Large Integers in C++

19th May
2010

The Idea

A lot of the problems that I keep attempting on projecteuler.net require more bits than than unsigned __int64, so I started thinking about making my own LargeInt class.  For the particular problem I’m solving I need the following operators.

• operator*
• operator=
• operator+
• operator
• operator<
• operator>
• operator==

I need to be able to have numbers of nearly infinite size with fast indexing to perform operations on.  I decided to utilize the vector class in the Standard Template Library, but you can pretty much use any dynamic array.

Implementation

Because of the way I build my numbers I work in reverse index order for example in the number 111119, number would be equal to 9.  I began working out an algorithm to multiply two infinitely large numbers together and the idea of it is actually pretty simple.

1. Create a temporary buffer to hold the result.
2. Loop through all the digits of the smaller number and multiply by each of the digits by the largest number.
3. Add the number to the buffer if a number doesn’t exist, otherwise add the new value onto it.
4. Cleanup the buffer and make sure no digit is over 9
6. Build a new LargeInt using the new buffer.
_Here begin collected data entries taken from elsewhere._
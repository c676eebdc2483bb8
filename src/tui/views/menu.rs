//! Main menu view
//!
//! Lists every action the tracker offers

use ratatui::{
    layout::Rect,
    style::{Color, Modifier, Style},
    text::{Line, Span},
    widgets::{Block, Borders, List, ListItem, ListState, Paragraph},
    Frame,
};

use crate::tui::app::{App, MenuItem};
use crate::tui::layout::MainPanelLayout;

/// Render the main menu
pub fn render(frame: &mut Frame, app: &mut App, area: Rect) {
    let layout = MainPanelLayout::new(area);

    // Render header
    render_header(frame, layout.header);

    // Render action list
    render_menu_list(frame, app, layout.content);
}

/// Render menu header
fn render_header(frame: &mut Frame, area: Rect) {
    let block = Block::default()
        .title(" Budget Book ")
        .title_style(
            Style::default()
                .fg(Color::Cyan)
                .add_modifier(Modifier::BOLD),
        )
        .borders(Borders::ALL)
        .border_style(Style::default().fg(Color::DarkGray));

    let paragraph = Paragraph::new("↑/↓: Navigate  Enter: Select  1-8: Jump")
        .block(block)
        .style(Style::default().fg(Color::DarkGray));

    frame.render_widget(paragraph, area);
}

/// Render the action list
fn render_menu_list(frame: &mut Frame, app: &mut App, area: Rect) {
    let block = Block::default()
        .borders(Borders::ALL)
        .border_style(Style::default().fg(Color::Cyan));

    let items: Vec<ListItem> = MenuItem::all()
        .iter()
        .enumerate()
        .map(|(i, item)| {
            let line = Line::from(vec![
                Span::styled(format!("[{}] ", i + 1), Style::default().fg(Color::Yellow)),
                Span::styled(item.label(), Style::default().fg(Color::White)),
            ]);
            ListItem::new(line)
        })
        .collect();

    let list = List::new(items)
        .block(block)
        .highlight_style(
            Style::default()
                .bg(Color::DarkGray)
                .add_modifier(Modifier::BOLD),
        )
        .highlight_symbol("▶ ");

    let mut state = ListState::default();
    state.select(Some(app.menu_index));

    frame.render_stateful_widget(list, area, &mut state);
}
This works out perfectly, but the time complexity is O(n*n) or more accurately O(n*m) where n is equal to the largest number of digits, and m is equal to the smallest number of digits.  Is there a way to do this in O(n) time?  I’m not sure yet but I am looking for some ideas.  In general though for my solution i am currently more worried about correctness than optimal performance in the class, as the algorithm I’m trying to solve will be more expensive than the LargeInt operators.

Conclusion

I have a class that can perform all the operations above on nearly any size positive integers, but it comes at a tremendous cost.  Here are the costs of each operator (n = digits1, m = digits2):

• operator*  Cost: O(n*m)
• operator= Cost: O(n)
• operator< Cost: O(n)
• operator> Cost: O(n)
• operator+ Cost: O(n)
• operator–  Cost: O(n)
• operator== Cost: O(n)

As you can see the worst case is really bad for multiplying numbers together, the others are fairly efficient, but generally have a much higher better case sometimes at a constant speed of 1.  I was able to use this class to solve several of the problems on ProjectEuler.net.

Whats Next

Division, I really needed this to solve one of the problems I attempted at Project Euler, but I ended up being able to restructure the formula to get around needing it.  I’m also hoping at some point to have the class complete enough to release to the public so I can continue to refine it after getting some feedback.